→ **Problem**: All of the data must be output without alteration.
+++ Provided records
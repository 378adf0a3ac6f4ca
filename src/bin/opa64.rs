//! The `opa64` command line tool.
//!
//! Builds the cross-referenced AArch64 instruction database.
//! See `opa64 --help` for usage.

use anyhow::Result;
use clap::Parser;

/// AArch64 instruction knowledge base
#[derive(Parser)]
#[command(
    name = "opa64",
    version,
    after_help = "Usage examples:\n\
                  \n\
                  Parsing every downloaded document of the current directory:\n\
                  \n  \
                  opa64 parse -o opa64.db.json\n\
                  \n\
                  Parsing only the Cortex-A55 and Cortex-A72 latency tables:\n\
                  \n  \
                  opa64 parse --doc table.a55,table.a72 -o tables.db.json\n\
                  \n\
                  Linking a database into instruction records:\n\
                  \n  \
                  opa64 relink --db opa64.db.json -o opa64.json\n"
)]
struct Opa64 {
    #[command(subcommand)]
    subcommand: Subcommand,
}

#[derive(Parser)]
enum Subcommand {
    /// Parses the source documents into the unified database
    Parse(opa64_cli::commands::ParseCommand),

    /// Links a database into instruction records
    Relink(opa64_cli::commands::RelinkCommand),

    /// Controls opa64 configuration settings
    Config(opa64_cli::commands::ConfigCommand),
}

impl Opa64 {
    /// Executes the command.
    pub fn execute(self) -> Result<()> {
        match self.subcommand {
            Subcommand::Parse(c) => c.execute(),
            Subcommand::Relink(c) => c.execute(),
            Subcommand::Config(c) => c.execute(),
        }
    }
}

fn main() -> Result<()> {
    Opa64::parse().execute()
}

#[test]
fn verify_cli() {
    use clap::CommandFactory;
    Opa64::command().debug_assert()
}
//! SQLite cache implementation

use std::path::Path;

use chrono::{DateTime, Utc};
use rusqlite::{params, Connection, OptionalExtension};
use sha2::{Digest, Sha256};

use crate::cache::schema::initialize_schema;
use crate::cache::traits::{CacheError, CacheResult, CacheStore, CachedPage};
use crate::crawl::PageResult;

/// SQLite-backed crawl cache
pub struct SqliteCache {
    conn: Connection,
}

impl SqliteCache {
    /// Opens or creates a cache database at the given path
    pub fn open(path: &Path) -> CacheResult<Self> {
        let conn = Connection::open(path)?;
        conn.execute_batch(
            "
            PRAGMA journal_mode = WAL;
            PRAGMA synchronous = NORMAL;
        ",
        )?;
        initialize_schema(&conn)?;
        Ok(Self { conn })
    }

    /// Creates an in-memory cache (for testing)
    pub fn open_in_memory() -> CacheResult<Self> {
        let conn = Connection::open_in_memory()?;
        initialize_schema(&conn)?;
        Ok(Self { conn })
    }

    /// Number of persisted entries
    pub fn len(&self) -> CacheResult<usize> {
        let count: i64 = self
            .conn
            .query_row("SELECT COUNT(*) FROM page_cache", [], |row| row.get(0))?;
        Ok(count as usize)
    }

    pub fn is_empty(&self) -> CacheResult<bool> {
        Ok(self.len()? == 0)
    }
}

/// First 16 hex chars of SHA-256 over "url|level"
fn cache_key(url: &str, level: u32) -> String {
    let mut hasher = Sha256::new();
    hasher.update(url.as_bytes());
    hasher.update(b"|");
    hasher.update(level.to_string().as_bytes());
    hex::encode(hasher.finalize())[..16].to_string()
}

impl CacheStore for SqliteCache {
    fn get(&self, url: &str, level: u32) -> CacheResult<Option<CachedPage>> {
        let key = cache_key(url, level);
        let row: Option<(String, String)> = self
            .conn
            .query_row(
                "SELECT result, fetched_at FROM page_cache WHERE key_hash = ?1",
                params![key],
                |row| Ok((row.get(0)?, row.get(1)?)),
            )
            .optional()?;

        let Some((result_json, fetched_str)) = row else {
            return Ok(None);
        };

        let result: PageResult =
            serde_json::from_str(&result_json).map_err(|e| CacheError::Corrupt {
                url: url.to_string(),
                level,
                message: e.to_string(),
            })?;
        let fetched_at = fetched_str
            .parse::<DateTime<Utc>>()
            .map_err(|e| CacheError::Corrupt {
                url: url.to_string(),
                level,
                message: e.to_string(),
            })?;

        Ok(Some(CachedPage { result, fetched_at }))
    }

    fn put(&mut self, url: &str, level: u32, result: &PageResult) -> CacheResult<()> {
        let key = cache_key(url, level);
        let result_json = serde_json::to_string(result).map_err(|e| CacheError::Corrupt {
            url: url.to_string(),
            level,
            message: e.to_string(),
        })?;
        let now = Utc::now().to_rfc3339();

        self.conn.execute(
            "INSERT OR REPLACE INTO page_cache (key_hash, url, level, result, fetched_at)
             VALUES (?1, ?2, ?3, ?4, ?5)",
            params![key, url, level, result_json, now],
        )?;
        tracing::debug!("Cached result for {} (level {})", url, level);
        Ok(())
    }

    fn clear(&mut self) -> CacheResult<()> {
        self.conn.execute("DELETE FROM page_cache", [])?;
        tracing::info!("Cache cleared");
        Ok(())
    }
}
++++++
→ **Solution**:
repository 378adf0a3ac6f4ca
filename src/bin/opa64.rs
//! The `opa64` command line tool.
//!
//! Builds the cross-referenced AArch64 instruction database.
//! See `opa64 --help` for usage.

use anyhow::Result;
use clap::Parser;

/// AArch64 instruction knowledge base
#[derive(Parser)]
#[command(
    name = "opa64",
    version,
    after_help = "Usage examples:\n\
                  \n\
                  Parsing every downloaded document of the current directory:\n\
                  \n  \
                  opa64 parse -o opa64.db.json\n\
                  \n\
                  Parsing only the Cortex-A55 and Cortex-A72 latency tables:\n\
                  \n  \
                  opa64 parse --doc table.a55,table.a72 -o tables.db.json\n\
                  \n\
                  Linking a database into instruction records:\n\
                  \n  \
                  opa64 relink --db opa64.db.json -o opa64.json\n"
)]
struct Opa64 {
    #[command(subcommand)]
    subcommand: Subcommand,
}

#[derive(Parser)]
enum Subcommand {
    /// Parses the source documents into the unified database
    Parse(opa64_cli::commands::ParseCommand),

    /// Links a database into instruction records
    Relink(opa64_cli::commands::RelinkCommand),

    /// Controls opa64 configuration settings
    Config(opa64_cli::commands::ConfigCommand),
}

impl Opa64 {
    /// Executes the command.
    pub fn execute(self) -> Result<()> {
        match self.subcommand {
            Subcommand::Parse(c) => c.execute(),
            Subcommand::Relink(c) => c.execute(),
            Subcommand::Config(c) => c.execute(),
        }
    }
}

fn main() -> Result<()> {
    Opa64::parse().execute()
}

#[test]
fn verify_cli() {
    use clap::CommandFactory;
    Opa64::command().debug_assert()
}
//! SQLite cache implementation

use std::path::Path;

use chrono::{DateTime, Utc};
use rusqlite::{params, Connection, OptionalExtension};
use sha2::{Digest, Sha256};

use crate::cache::schema::initialize_schema;
use crate::cache::traits::{CacheError, CacheResult, CacheStore, CachedPage};
use crate::crawl::PageResult;

/// SQLite-backed crawl cache
pub struct SqliteCache {
    conn: Connection,
}

impl SqliteCache {
    /// Opens or creates a cache database at the given path
    pub fn open(path: &Path) -> CacheResult<Self> {
        let conn = Connection::open(path)?;
        conn.execute_batch(
            "
            PRAGMA journal_mode = WAL;
            PRAGMA synchronous = NORMAL;
        ",
        )?;
        initialize_schema(&conn)?;
        Ok(Self { conn })
    }

    /// Creates an in-memory cache (for testing)
    pub fn open_in_memory() -> CacheResult<Self> {
        let conn = Connection::open_in_memory()?;
        initialize_schema(&conn)?;
        Ok(Self { conn })
    }

    /// Number of persisted entries
    pub fn len(&self) -> CacheResult<usize> {
        let count: i64 = self
            .conn
            .query_row("SELECT COUNT(*) FROM page_cache", [], |row| row.get(0))?;
        Ok(count as usize)
    }

    pub fn is_empty(&self) -> CacheResult<bool> {
        Ok(self.len()? == 0)
    }
}

/// First 16 hex chars of SHA-256 over "url|level"
fn cache_key(url: &str, level: u32) -> String {
    let mut hasher = Sha256::new();
    hasher.update(url.as_bytes());
    hasher.update(b"|");
    hasher.update(level.to_string().as_bytes());
    hex::encode(hasher.finalize())[..16].to_string()
}

impl CacheStore for SqliteCache {
    fn get(&self, url: &str, level: u32) -> CacheResult<Option<CachedPage>> {
        let key = cache_key(url, level);
        let row: Option<(String, String)> = self
            .conn
            .query_row(
                "SELECT result, fetched_at FROM page_cache WHERE key_hash = ?1",
                params![key],
                |row| Ok((row.get(0)?, row.get(1)?)),
            )
            .optional()?;

        let Some((result_json, fetched_str)) = row else {
            return Ok(None);
        };

        let result: PageResult =
            serde_json::from_str(&result_json).map_err(|e| CacheError::Corrupt {
                url: url.to_string(),
                level,
                message: e.to_string(),
            })?;
        let fetched_at = fetched_str
            .parse::<DateTime<Utc>>()
            .map_err(|e| CacheError::Corrupt {
                url: url.to_string(),
                level,
                message: e.to_string(),
            })?;

        Ok(Some(CachedPage { result, fetched_at }))
    }

    fn put(&mut self, url: &str, level: u32, result: &PageResult) -> CacheResult<()> {
        let key = cache_key(url, level);
        let result_json = serde_json::to_string(result).map_err(|e| CacheError::Corrupt {
            url: url.to_string(),
            level,
            message: e.to_string(),
        })?;
        let now = Utc::now().to_rfc3339();

        self.conn.execute(
            "INSERT OR REPLACE INTO page_cache (key_hash, url, level, result, fetched_at)
             VALUES (?1, ?2, ?3, ?4, ?5)",
            params![key, url, level, result_json, now],
        )?;
        tracing::debug!("Cached result for {} (level {})", url, level);
        Ok(())
    }

    fn clear(&mut self) -> CacheResult<()> {
        self.conn.execute("DELETE FROM page_cache", [])?;
        tracing::info!("Cache cleared");
        Ok(())
    }
}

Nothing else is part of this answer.